As I was telling them our story, I could see some shaking heads. From ICU & ER, it doesn't make sense to separate intubation and heart compressions and medicine to the heart. Cardiopulmonary actions go together. The pulmonologist on the other hand could see where I was coming from. So, even the interpretation of a DNAR is not always clear.
Other questions were around if a child has a DNAR, and an IV pump breaks or a breathing tube comes out accidently. Do you put the tube back in or start up another pump when the child has a DNAR? Is there time to fix it? Should you?

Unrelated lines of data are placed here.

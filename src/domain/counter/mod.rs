// Counter domain module
// Per-user step counters and the optimistic increment rule

#![allow(clippy::module_inception)]

pub mod counter;
pub mod value_objects;

pub use counter::{validate_steps, Counter};
pub use value_objects::UserName;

The role of the Primary Care Physician came up. If a child has a life-threatening disorder, these discussions should have taken place. As the ER doc said, it is very hard when the DNAR is brought up for the first time in the ER, and the family has never had time to think through these very difficult questions. Reality is that it took me over a year to accept that Jacob has a DNAR. We were asked about it in the hospital, and I couldn't use it. I just couldn't. And then one time, I got it. I had a deep conversation with a paramedic in an ambulance transporting Jacob to Children's for seizures. Jacob was stable, so we could talk. He talked to me about the importance of a DNAR, and how many times he wished he didn't have to resuscitate due to the outcome. He changed it for me.
I was exhausted after the 2 hours meeting, but I felt that I could actively contribute the things that have to improve and that the doctors truly need the parent perspective.
Reality is that it is good for me too. Good use of my brain and mind. Good food for thoughts. We haven't had to think about end-of-life for Jacob for over 2 years now, but it is something that all parents of children in our situation should think about, and agree about. We are today not using Jacob's DNAR, but we know where the pink document is in our house, and we have gone through that difficult thinking of how you want your child to pass - the unthinkable thought of your child dying.